===== Provided information =====

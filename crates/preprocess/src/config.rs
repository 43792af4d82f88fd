use std::{fmt, str::FromStr};

/// Resolution of the residue classifier the service ships with.
pub const DEFAULT_INPUT_SIZE: (u32, u32) = (180, 180);

const IMAGENET_MEAN: [f32; 3] = [0.485, 0.456, 0.406];
const IMAGENET_STD: [f32; 3] = [0.229, 0.224, 0.225];

/// How `u8` channel values are mapped to the float range a model was trained on.
///
/// This cannot be read back from a model file. A mismatch does not fail, it
/// just degrades predictions, so every deployment has to state its convention.
#[derive(Debug, Clone, Copy, PartialEq, Eq, Default)]
pub enum Normalization {
    /// `[0, 1]`: `v / 255`
    #[default]
    Unit,
    /// `[-1, 1]`: `v / 127.5 - 1`
    Symmetric,
    /// `(v / 255 - mean) / std` with the ImageNet statistics
    ImageNet,
}

impl Normalization {
    #[inline]
    pub fn apply(&self, value: u8, channel: usize) -> f32 {
        let v = value as f32;
        match self {
            Normalization::Unit => v / 255.0,
            Normalization::Symmetric => v / 127.5 - 1.0,
            Normalization::ImageNet => (v / 255.0 - IMAGENET_MEAN[channel]) / IMAGENET_STD[channel],
        }
    }

    pub fn as_str(&self) -> &'static str {
        match self {
            Normalization::Unit => "unit",
            Normalization::Symmetric => "symmetric",
            Normalization::ImageNet => "imagenet",
        }
    }
}

impl FromStr for Normalization {
    type Err = String;

    fn from_str(s: &str) -> Result<Self, Self::Err> {
        match s.trim().to_lowercase().as_str() {
            "unit" | "0_1" | "[0,1]" => Ok(Self::Unit),
            "symmetric" | "-1_1" | "[-1,1]" => Ok(Self::Symmetric),
            "imagenet" => Ok(Self::ImageNet),
            other => Err(format!(
                "{} is not a supported normalization. Use `unit`, `symmetric` or `imagenet`.",
                other
            )),
        }
    }
}

impl fmt::Display for Normalization {
    fn fmt(&self, f: &mut fmt::Formatter<'_>) -> fmt::Result {
        f.write_str(self.as_str())
    }
}

/// Memory layout of the input batch.
#[derive(Debug, Clone, Copy, PartialEq, Eq, Default)]
pub enum TensorLayout {
    /// `[1, H, W, 3]`, what Keras/TensorFlow exports expect
    #[default]
    Nhwc,
    /// `[1, 3, H, W]`, what PyTorch exports expect
    Nchw,
}

impl TensorLayout {
    pub fn shape(&self, width: u32, height: u32) -> [usize; 4] {
        let (w, h) = (width as usize, height as usize);
        match self {
            TensorLayout::Nhwc => [1, h, w, 3],
            TensorLayout::Nchw => [1, 3, h, w],
        }
    }

    pub fn as_str(&self) -> &'static str {
        match self {
            TensorLayout::Nhwc => "nhwc",
            TensorLayout::Nchw => "nchw",
        }
    }
}

impl FromStr for TensorLayout {
    type Err = String;

    fn from_str(s: &str) -> Result<Self, Self::Err> {
        match s.trim().to_lowercase().as_str() {
            "nhwc" => Ok(Self::Nhwc),
            "nchw" => Ok(Self::Nchw),
            other => Err(format!(
                "{} is not a supported tensor layout. Use `nhwc` or `nchw`.",
                other
            )),
        }
    }
}

impl fmt::Display for TensorLayout {
    fn fmt(&self, f: &mut fmt::Formatter<'_>) -> fmt::Result {
        f.write_str(self.as_str())
    }
}

/// How an image whose aspect ratio differs from the model input is brought
/// to the model resolution.
#[derive(Debug, Clone, Copy, PartialEq, Eq, Default)]
pub enum ResizeMode {
    /// Resample the whole image, distorting its aspect ratio
    #[default]
    Stretch,
    /// Keep the largest centered region with the target aspect ratio, then resample
    CenterCrop,
}

impl ResizeMode {
    /// Source region `(left, top, width, height)` that is resampled for a
    /// `width`x`height` image.
    pub fn source_region(
        &self,
        width: u32,
        height: u32,
        target: (u32, u32),
    ) -> (f64, f64, f64, f64) {
        let (w, h) = (width as f64, height as f64);
        match self {
            ResizeMode::Stretch => (0.0, 0.0, w, h),
            ResizeMode::CenterCrop => {
                let target_aspect = target.0 as f64 / target.1 as f64;
                if w / h > target_aspect {
                    let crop_width = h * target_aspect;
                    ((w - crop_width) / 2.0, 0.0, crop_width, h)
                } else {
                    let crop_height = w / target_aspect;
                    (0.0, (h - crop_height) / 2.0, w, crop_height)
                }
            }
        }
    }

    pub fn as_str(&self) -> &'static str {
        match self {
            ResizeMode::Stretch => "stretch",
            ResizeMode::CenterCrop => "center_crop",
        }
    }
}

impl FromStr for ResizeMode {
    type Err = String;

    fn from_str(s: &str) -> Result<Self, Self::Err> {
        match s.trim().to_lowercase().as_str() {
            "stretch" => Ok(Self::Stretch),
            "center_crop" | "center-crop" | "fit" => Ok(Self::CenterCrop),
            other => Err(format!(
                "{} is not a supported resize mode. Use `stretch` or `center_crop`.",
                other
            )),
        }
    }
}

impl fmt::Display for ResizeMode {
    fn fmt(&self, f: &mut fmt::Formatter<'_>) -> fmt::Result {
        f.write_str(self.as_str())
    }
}

#[derive(Debug, Clone, Copy, PartialEq, Eq)]
pub struct PreprocessConfig {
    /// Target (width, height); bound to the model artifact, not interchangeable
    pub input_size: (u32, u32),
    pub resize: ResizeMode,
    pub normalization: Normalization,
    pub layout: TensorLayout,
}

impl Default for PreprocessConfig {
    fn default() -> Self {
        Self {
            input_size: DEFAULT_INPUT_SIZE,
            resize: ResizeMode::default(),
            normalization: Normalization::default(),
            layout: TensorLayout::default(),
        }
    }
}
use crate::postprocessing::{OutputFormat, ScoreActivation};
use preprocess::{Normalization, PreprocessConfig, ResizeMode, TensorLayout};
use std::{env, fmt, path::PathBuf, str::FromStr, time::Duration};

const DEFAULT_MODEL_PATH: &str = "models/residue/model.onnx";
const DEFAULT_LABELS_PATH: &str = "models/residue/labels.txt";
const DEFAULT_TIMEOUT_MS: u64 = 10_000;

#[derive(Debug, Clone, Copy, PartialEq, Eq, Default)]
pub enum ExecutionProvider {
    #[default]
    Cpu,
    Cuda,
}

impl FromStr for ExecutionProvider {
    type Err = String;

    fn from_str(s: &str) -> Result<Self, Self::Err> {
        match s.trim().to_lowercase().as_str() {
            "cpu" => Ok(Self::Cpu),
            "cuda" | "gpu" => Ok(Self::Cuda),
            other => Err(format!(
                "{} is not a supported execution provider. Use `cpu` or `cuda`.",
                other
            )),
        }
    }
}

impl fmt::Display for ExecutionProvider {
    fn fmt(&self, f: &mut fmt::Formatter<'_>) -> fmt::Result {
        match self {
            ExecutionProvider::Cpu => f.write_str("cpu"),
            ExecutionProvider::Cuda => f.write_str("cuda"),
        }
    }
}

/// Everything that is bound to one deployed model artifact.
///
/// Resolution, resize mode, normalization and layout have to match how the
/// model was trained and exported. The defaults describe the 180x180 residue
/// model fed stretched `[0, 1]` inputs; a 224x224 model fed center-cropped
/// `[-1, 1]` inputs is a separate deployment with its own values.
#[derive(Debug, Clone)]
pub struct ClassifierConfig {
    pub model_path: PathBuf,
    pub labels_path: PathBuf,
    pub preprocess: PreprocessConfig,
    pub activation: ScoreActivation,
    pub output_format: OutputFormat,
    pub execution_provider: ExecutionProvider,
    pub timeout: Duration,
}

impl ClassifierConfig {
    /// Load configuration from environment variables with sensible defaults.
    ///
    /// Values that are set but do not parse are errors; falling back to a
    /// default would bind the model to the wrong preprocessing.
    pub fn from_env() -> anyhow::Result<Self> {
        let defaults = Self::default();

        let model_path = env::var("MODEL_PATH")
            .map(PathBuf::from)
            .unwrap_or(defaults.model_path);

        let labels_path = env::var("LABELS_PATH")
            .map(PathBuf::from)
            .unwrap_or(defaults.labels_path);

        let input_width =
            parse_var::<u32>("INPUT_WIDTH")?.unwrap_or(defaults.preprocess.input_size.0);
        let input_height =
            parse_var::<u32>("INPUT_HEIGHT")?.unwrap_or(defaults.preprocess.input_size.1);

        if input_width == 0 || input_height == 0 {
            anyhow::bail!("input size must be non-zero, got {}x{}", input_width, input_height);
        }

        let timeout_ms = parse_var::<u64>("INFERENCE_TIMEOUT_MS")?.unwrap_or(DEFAULT_TIMEOUT_MS);

        Ok(Self {
            model_path,
            labels_path,
            preprocess: PreprocessConfig {
                input_size: (input_width, input_height),
                resize: parse_var::<ResizeMode>("RESIZE_MODE")?
                    .unwrap_or(defaults.preprocess.resize),
                normalization: parse_var::<Normalization>("NORMALIZATION")?
                    .unwrap_or(defaults.preprocess.normalization),
                layout: parse_var::<TensorLayout>("TENSOR_LAYOUT")?
                    .unwrap_or(defaults.preprocess.layout),
            },
            activation: parse_var("SCORE_ACTIVATION")?.unwrap_or(defaults.activation),
            output_format: parse_var("OUTPUT_FORMAT")?.unwrap_or(defaults.output_format),
            execution_provider: parse_var("EXECUTION_PROVIDER")?
                .unwrap_or(defaults.execution_provider),
            timeout: Duration::from_millis(timeout_ms),
        })
    }
}

impl Default for ClassifierConfig {
    fn default() -> Self {
        Self {
            model_path: PathBuf::from(DEFAULT_MODEL_PATH),
            labels_path: PathBuf::from(DEFAULT_LABELS_PATH),
            preprocess: PreprocessConfig::default(),
            activation: ScoreActivation::default(),
            output_format: OutputFormat::default(),
            execution_provider: ExecutionProvider::default(),
            timeout: Duration::from_millis(DEFAULT_TIMEOUT_MS),
        }
    }
}

fn parse_var<T>(name: &str) -> anyhow::Result<Option<T>>
where
    T: FromStr,
    T::Err: fmt::Display,
{
    match env::var(name) {
        Ok(value) => value
            .trim()
            .parse()
            .map(Some)
            .map_err(|e| anyhow::anyhow!("invalid {}={:?}: {}", name, value, e)),
        Err(_) => Ok(None),
    }
}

=====

If a line in the entries holds the string "that", copy it.

Final answer =
    /// Source region `(left, top, width, height)` that is resampled for a
/// Everything that is bound to one deployed model artifact.
    /// Values that are set but do not parse are errors; falling back to a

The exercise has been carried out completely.